Nella pratica della stregoneria, più che in altri percorsi esoterici, la chiave consiste nel reclamare il potere negato. Nell’abbandonare la tentazione di immaginare segreti occulti nascosti in un tomo leggendario e introvabile, di attendere il maestro che ci mostri la via, di guardare lontano e sognare una magia che non vive nel nostro presente. 

La chiave della stregoneria è riconoscere il potere là dove è sempre stato: nel terriccio sotto i nostri piedi, nel veleno di una vespa. Dentro di noi.[1]



[1]E, prima che qualcuno lo pensi: no. Questo non significa che fare quello che “ci si sente” e parlare alle margherite nei campi sia stregoneria, o che lo studio sia inutile. Significa solo che fintanto che pensi di avere bisogno di un libro o di un maestro che ti mostri la strada non puoi praticare la stregoneria.

Per le donne, questo implica sempre reclamare il potere negato da millenni di oppressione: il potere che è sempre stato lì.

È stato lì mentre venivamo vendute e barattate come merce, mentre le continue gravidanze ci portavano a una morte prematura. Era lì durante gli stupri di guerra e le mutilazioni genitali, i roghi e le lapidazioni. È rimasto con noi nonostante i “Non è cosa per te” e i “Te la sei cercata”.

Un passaggio difficile ma necessario per recuperare questo potere è mandare tutti a fare in culo.

 

Fanculo le aspettative sociali, gli schemi pensati per costringerci ad essere vive nel modo “giusto”.

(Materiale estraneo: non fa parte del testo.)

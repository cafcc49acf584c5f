use super::sexpr::SExpr;
use crate::error::{Error, Result};
use crate::lexer::{SExprScanner, Token, TokenKind};

/// Deepest list nesting accepted before parsing fails
pub const MAX_NESTING_DEPTH: usize = 1024;

/// Recursive-descent parser for the nested-list notation
pub struct SExprParser {
    tokens: Vec<Token>,
    current: usize,
    depth: usize,
}

impl SExprParser {
    /// Creates a new parser over scanned tokens
    pub fn new(tokens: Vec<Token>) -> Self {
        SExprParser {
            tokens,
            current: 0,
            depth: 0,
        }
    }

    /// Scan `source` and create a parser over it
    pub fn from_source(source: &str) -> Result<Self> {
        let tokens = SExprScanner::new(source).scan_tokens()?;
        Ok(Self::new(tokens))
    }

    /// Parses every top-level expression
    pub fn parse(&mut self) -> Result<Vec<SExpr>> {
        let mut exprs = Vec::new();

        while !self.is_at_end() {
            exprs.push(self.parse_expression()?);
        }

        Ok(exprs)
    }

    /// Parses the next expression, leaving the rest of the input
    pub fn parse_expression(&mut self) -> Result<SExpr> {
        let token = self.peek().clone();
        match token.kind {
            TokenKind::LeftParen => self.parse_list(),
            TokenKind::Atom(text) | TokenKind::Quoted(text) => {
                self.advance();
                Ok(SExpr::Atom(text))
            }
            TokenKind::RightParen => Err(self.syntax_error("Unexpected ')'")),
            TokenKind::Eof => Err(Error::UnexpectedEof),
        }
    }

    fn parse_list(&mut self) -> Result<SExpr> {
        if self.depth >= MAX_NESTING_DEPTH {
            return Err(self.syntax_error(format!(
                "Lists nested deeper than {} levels",
                MAX_NESTING_DEPTH
            )));
        }
        self.depth += 1;
        let list = self.parse_list_items();
        self.depth -= 1;
        list
    }

    fn parse_list_items(&mut self) -> Result<SExpr> {
        self.consume(TokenKind::LeftParen)?;

        let mut items = Vec::new();
        loop {
            match self.peek().kind {
                TokenKind::RightParen => {
                    self.advance();
                    return Ok(SExpr::List(items));
                }
                TokenKind::Eof => return Err(Error::UnexpectedEof),
                _ => items.push(self.parse_expression()?),
            }
        }
    }

    fn is_at_end(&self) -> bool {
        matches!(self.peek().kind, TokenKind::Eof)
    }

    fn peek(&self) -> &Token {
        // The scanner always terminates the stream with Eof
        &self.tokens[self.current.min(self.tokens.len() - 1)]
    }

    fn advance(&mut self) -> Token {
        if !self.is_at_end() {
            self.current += 1;
        }
        self.tokens[self.current - 1].clone()
    }

    fn check(&self, kind: &TokenKind) -> bool {
        if self.is_at_end() {
            return false;
        }
        std::mem::discriminant(&self.peek().kind) == std::mem::discriminant(kind)
    }

    fn consume(&mut self, kind: TokenKind) -> Result<Token> {
        if self.check(&kind) {
            Ok(self.advance())
        } else if self.is_at_end() {
            Err(Error::UnexpectedEof)
        } else {
            Err(self.syntax_error(format!(
                "Expected {:?}, found '{}'",
                kind,
                self.peek().lexeme
            )))
        }
    }

    fn syntax_error(&self, message: impl Into<String>) -> Error {
        let token = self.peek();
        Error::SyntaxError {
            line: token.line,
            col: token.column,
            message: message.into(),
        }
    }
}

/// Parse the first expression of `source`, ignoring anything after it
pub fn parse_first(source: &str) -> Result<SExpr> {
    SExprParser::from_source(source)?.parse_expression()
}

#[cfg(test)]
mod tests {
    use super::*;

    fn atom(text: &str) -> SExpr {
        SExpr::Atom(text.to_string())
    }

    #[test]
    fn test_nested_lists() {
        let expr = parse_first("(CfaState L1 (ExplState (x 3)))").unwrap();
        assert_eq!(
            expr,
            SExpr::List(vec![
                atom("CfaState"),
                atom("L1"),
                SExpr::List(vec![
                    atom("ExplState"),
                    SExpr::List(vec![atom("x"), atom("3")]),
                ]),
            ])
        );
        assert_eq!(expr.head(), Some("CfaState"));
        assert_eq!(expr.to_string(), "(CfaState L1 (ExplState (x 3)))");
    }

    #[test]
    fn test_parse_all() {
        let exprs = SExprParser::from_source("a (b) ()").unwrap().parse().unwrap();
        assert_eq!(exprs.len(), 3);
        assert_eq!(exprs[2], SExpr::List(vec![]));
    }

    #[test]
    fn test_trailing_input_ignored() {
        let expr = parse_first("(Trace) junk )").unwrap();
        assert!(expr.is_form("Trace"));
    }

    #[test]
    fn test_unbalanced() {
        assert_eq!(parse_first("(a (b)"), Err(Error::UnexpectedEof));
        assert_eq!(parse_first(""), Err(Error::UnexpectedEof));
        assert!(matches!(
            parse_first(") a"),
            Err(Error::SyntaxError { line: 1, col: 1, .. })
        ));
    }

    #[test]
    fn test_nesting_limit() {
        let ok = format!(
            "{}{}",
            "(".repeat(MAX_NESTING_DEPTH),
            ")".repeat(MAX_NESTING_DEPTH)
        );
        assert!(parse_first(&ok).is_ok());

        let deep = format!("{}{}", "(".repeat(200_000), ")".repeat(200_000));
        assert!(matches!(
            parse_first(&deep),
            Err(Error::SyntaxError { line: 1, col, .. }) if col == MAX_NESTING_DEPTH + 1
        ));
    }

    #[test]
    fn test_find_form() {
        let expr = parse_first("(SafetyResult Unsafe (Trace (InitLoc L0)))").unwrap();
        let trace = expr.find_form("Trace").unwrap();
        assert_eq!(trace.to_string(), "(Trace (InitLoc L0))");
        assert!(expr.find_form("Missing").is_none());
    }
}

Fanculo il padre, lo zio, il conoscente che ci hanno convinte che il nostro corpo è sporco e sbagliato.

Fanculo la religione che ci vuole sottomesse e sorridenti.

Fanculo chi vuole negarci il diritto a decidere di noi stesse.

Fanculo chi vuole controllare la nostra sessualità.

Fanculo l’essere graziose decorazioni.

Fanculo chi ritiene che dovremmo esistere solo per soddisfare i suoi bisogni.

Fanculo il passante in metropolitana che vuole umiliarci facendoci sentire pezzi di carne.

Fanculo una magia che pensa di darmi potere rinchiudendomi nella vecchia gabbia di sempre.

Fanculo la parte di me che pensa che io non sia abbastanza.

Non si tratta della ribellione narcisista e adolescenziale di chi rifiuta ogni responsabilità, ma, al contrario, della consapevolezza di chi si spoglia delle scuse e dei condizionamenti, e prende la piena responsabilità delle proprie scelte, di chi rivendica le conseguenze delle proprie azioni.

Quando ci troviamo al bivio e dobbiamo scegliere se rimanere creature addomesticate o se risvegliare le bestie selvatiche che siamo, è necessario sapere che se camminiamo verso i boschi non troveremo più caverne abbastanza profonde per nasconderci a noi stesse.

 

Fanculo anche questo. La vita è troppo breve per nascondersi.

 

A tutte le rocce che si stanno spaccando in due, a tutte le donne che stanno reclamando il potere delle loro antenate, a tutte le streghe che pensano che l’approvazione e la sicurezza non valgano il prezzo di una vita passata a nascondersi: vi vedo. Siete bellissime.